Collected data

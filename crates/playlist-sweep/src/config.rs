//! Run configuration, loaded from environment variables and `.env`.

use crate::error::ConfigError;
use crate::stealth::fingerprint::Fingerprint;
use std::collections::HashMap;
use std::path::PathBuf;
use std::time::Duration;

/// Playlist scraped when no URL is configured.
pub const DEFAULT_PLAYLIST_URL: &str =
    "https://www.youtube.com/playlist?list=PLPJVlVRVmhc4Z01fD57jbzycm9I6W054x";

/// Base URL of the structured extraction service.
pub const DEFAULT_AGENTQL_ENDPOINT: &str = "https://api.agentql.com";

/// Element that marks the playlist as rendered.
pub const LIST_CONTAINER_SELECTOR: &str = "ytd-playlist-video-renderer";

/// Scroll loop tuning.
#[derive(Debug, Clone, PartialEq)]
pub struct ScrollSettings {
    /// Pixels advanced per scroll step.
    pub step_px: u64,
    /// Pause after each scroll so lazy content can render.
    pub settle: Duration,
    /// Pause after a failed extraction batch.
    pub failure_backoff: Duration,
}

impl Default for ScrollSettings {
    fn default() -> Self {
        Self {
            step_px: 1000,
            settle: Duration::from_millis(200),
            failure_backoff: Duration::from_secs(5),
        }
    }
}

/// Everything a scrape run needs.
#[derive(Debug, Clone)]
pub struct ScrapeConfig {
    pub api_key: String,
    pub agentql_endpoint: String,
    pub target_url: String,
    pub output_dir: PathBuf,
    pub list_selector: String,
    pub navigation_timeout: Duration,
    pub ready_timeout: Duration,
    pub scroll: ScrollSettings,
    pub fingerprint: Fingerprint,
    pub headless: bool,
    pub no_sandbox: bool,
    pub chromium_path: Option<PathBuf>,
}

impl ScrapeConfig {
    /// Build a config with defaults around the given API key.
    pub fn new(api_key: impl Into<String>) -> Self {
        Self {
            api_key: api_key.into(),
            agentql_endpoint: DEFAULT_AGENTQL_ENDPOINT.to_string(),
            target_url: DEFAULT_PLAYLIST_URL.to_string(),
            output_dir: PathBuf::from("output"),
            list_selector: LIST_CONTAINER_SELECTOR.to_string(),
            navigation_timeout: Duration::from_secs(30),
            ready_timeout: Duration::from_secs(10),
            scroll: ScrollSettings::default(),
            fingerprint: Fingerprint::default(),
            headless: true,
            no_sandbox: false,
            chromium_path: None,
        }
    }

    /// Load from the process environment, falling back to a `.env` file
    /// found in the working directory or one of its parents.
    pub fn from_env() -> Result<Self, ConfigError> {
        let file = match dotenvy::dotenv_iter() {
            Ok(iter) => collect_env_file(iter)?,
            Err(e) if e.not_found() => HashMap::new(),
            Err(e) => return Err(ConfigError::EnvFile(e.to_string())),
        };
        Self::from_layers(|key| std::env::var(key).ok(), &file)
    }

    /// `lookup` wins; `file` fills in whatever it leaves unset.
    fn from_layers<F>(lookup: F, file: &HashMap<String, String>) -> Result<Self, ConfigError>
    where
        F: Fn(&str) -> Option<String>,
    {
        Self::from_lookup(|key| lookup(key).or_else(|| file.get(key).cloned()))
    }

    /// Load using an arbitrary variable lookup.
    pub fn from_lookup<F>(lookup: F) -> Result<Self, ConfigError>
    where
        F: Fn(&str) -> Option<String>,
    {
        let api_key = lookup("AGENTQL_API_KEY")
            .map(|k| k.trim().to_string())
            .filter(|k| !k.is_empty())
            .ok_or(ConfigError::MissingApiKey)?;

        let mut config = Self::new(api_key);

        if let Some(endpoint) = non_empty(lookup("AGENTQL_ENDPOINT")) {
            config.agentql_endpoint = endpoint.trim_end_matches('/').to_string();
        }
        if let Some(url) = non_empty(lookup("PLAYLIST_SWEEP_URL")) {
            if !url.starts_with("http://") && !url.starts_with("https://") {
                return Err(ConfigError::InvalidValue {
                    name: "PLAYLIST_SWEEP_URL".into(),
                    reason: format!("'{url}' is not an http(s) URL"),
                });
            }
            config.target_url = url;
        }
        if let Some(dir) = non_empty(lookup("PLAYLIST_SWEEP_OUTPUT_DIR")) {
            config.output_dir = PathBuf::from(dir);
        }
        if let Some(path) = non_empty(lookup("PLAYLIST_SWEEP_CHROMIUM_PATH")) {
            config.chromium_path = Some(PathBuf::from(path));
        }
        if let Some(flag) = lookup("PLAYLIST_SWEEP_HEADFUL") {
            config.headless = !parse_flag("PLAYLIST_SWEEP_HEADFUL", &flag)?;
        }
        if let Some(flag) = lookup("PLAYLIST_SWEEP_NO_SANDBOX") {
            config.no_sandbox = parse_flag("PLAYLIST_SWEEP_NO_SANDBOX", &flag)?;
        }

        Ok(config)
    }
}

fn collect_env_file<I>(iter: I) -> Result<HashMap<String, String>, ConfigError>
where
    I: Iterator<Item = Result<(String, String), dotenvy::Error>>,
{
    iter.collect::<Result<_, _>>()
        .map_err(|e| ConfigError::EnvFile(e.to_string()))
}

fn non_empty(value: Option<String>) -> Option<String> {
    value.map(|v| v.trim().to_string()).filter(|v| !v.is_empty())
}

fn parse_flag(name: &str, value: &str) -> Result<bool, ConfigError> {
    match value.trim().to_ascii_lowercase().as_str() {
        "1" | "true" | "yes" | "on" => Ok(true),
        "" | "0" | "false" | "no" | "off" => Ok(false),
        other => Err(ConfigError::InvalidValue {
            name: name.to_string(),
            reason: format!("expected a boolean, got '{other}'"),
        }),
    }
}

#[cfg(test)]
mod tests {
    use super::*;

    fn lookup_from(pairs: &[(&str, &str)]) -> impl Fn(&str) -> Option<String> {
        let map: HashMap<String, String> = pairs
            .iter()
            .map(|(k, v)| (k.to_string(), v.to_string()))
            .collect();
        move |key| map.get(key).cloned()
    }

    #[test]
    fn test_missing_api_key_is_fatal() {
        let err = ScrapeConfig::from_lookup(lookup_from(&[])).unwrap_err();
        assert!(matches!(err, ConfigError::MissingApiKey));

        let err =
            ScrapeConfig::from_lookup(lookup_from(&[("AGENTQL_API_KEY", "   ")])).unwrap_err();
        assert!(matches!(err, ConfigError::MissingApiKey));
    }

    #[test]
    fn test_defaults() {
        let config = ScrapeConfig::from_lookup(lookup_from(&[("AGENTQL_API_KEY", "k")])).unwrap();
        assert_eq!(config.api_key, "k");
        assert_eq!(config.target_url, DEFAULT_PLAYLIST_URL);
        assert_eq!(config.output_dir, PathBuf::from("output"));
        assert_eq!(config.scroll.step_px, 1000);
        assert_eq!(config.scroll.settle, Duration::from_millis(200));
        assert_eq!(config.ready_timeout, Duration::from_secs(10));
        assert!(config.headless);
    }

    #[test]
    fn test_overrides() {
        let config = ScrapeConfig::from_lookup(lookup_from(&[
            ("AGENTQL_API_KEY", "k"),
            ("AGENTQL_ENDPOINT", "http://localhost:9000/"),
            ("PLAYLIST_SWEEP_URL", "https://example.com/playlist?list=X"),
            ("PLAYLIST_SWEEP_OUTPUT_DIR", "/tmp/out"),
            ("PLAYLIST_SWEEP_HEADFUL", "yes"),
            ("PLAYLIST_SWEEP_NO_SANDBOX", "1"),
        ]))
        .unwrap();
        assert_eq!(config.agentql_endpoint, "http://localhost:9000");
        assert_eq!(config.target_url, "https://example.com/playlist?list=X");
        assert_eq!(config.output_dir, PathBuf::from("/tmp/out"));
        assert!(!config.headless);
        assert!(config.no_sandbox);
    }

    fn write_env_file(contents: &str) -> (tempfile::TempDir, HashMap<String, String>) {
        let dir = tempfile::tempdir().unwrap();
        let path = dir.path().join(".env");
        std::fs::write(&path, contents).unwrap();
        let file = collect_env_file(dotenvy::from_path_iter(&path).unwrap()).unwrap();
        (dir, file)
    }

    #[test]
    fn test_env_file_supplies_api_key() {
        let (_dir, file) = write_env_file(
            "# local secrets\nAGENTQL_API_KEY=from-file\nPLAYLIST_SWEEP_OUTPUT_DIR=\"exports\"\n",
        );
        let config = ScrapeConfig::from_layers(lookup_from(&[]), &file).unwrap();
        assert_eq!(config.api_key, "from-file");
        assert_eq!(config.output_dir, PathBuf::from("exports"));
    }

    #[test]
    fn test_process_env_overrides_env_file() {
        let (_dir, file) = write_env_file("AGENTQL_API_KEY=from-file\n");
        let config =
            ScrapeConfig::from_layers(lookup_from(&[("AGENTQL_API_KEY", "from-env")]), &file)
                .unwrap();
        assert_eq!(config.api_key, "from-env");
    }

    #[test]
    fn test_env_file_without_key_is_still_missing() {
        let (_dir, file) = write_env_file("PLAYLIST_SWEEP_HEADFUL=1\n");
        let err = ScrapeConfig::from_layers(lookup_from(&[]), &file).unwrap_err();
        assert!(matches!(err, ConfigError::MissingApiKey));
    }

    #[test]
    fn test_invalid_values() {
        let err = ScrapeConfig::from_lookup(lookup_from(&[
            ("AGENTQL_API_KEY", "k"),
            ("PLAYLIST_SWEEP_URL", "ftp://nope"),
        ]))
        .unwrap_err();
        assert!(matches!(err, ConfigError::InvalidValue { .. }));

        let err = ScrapeConfig::from_lookup(lookup_from(&[
            ("AGENTQL_API_KEY", "k"),
            ("PLAYLIST_SWEEP_HEADFUL", "maybe"),
        ]))
        .unwrap_err();
        assert!(matches!(err, ConfigError::InvalidValue { .. }));
    }
}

Instructions to follow
Using the records above, list each line that includes "Pause".

Response area
    /// Pause after each scroll so lazy content can render.
    /// Pause after a failed extraction batch.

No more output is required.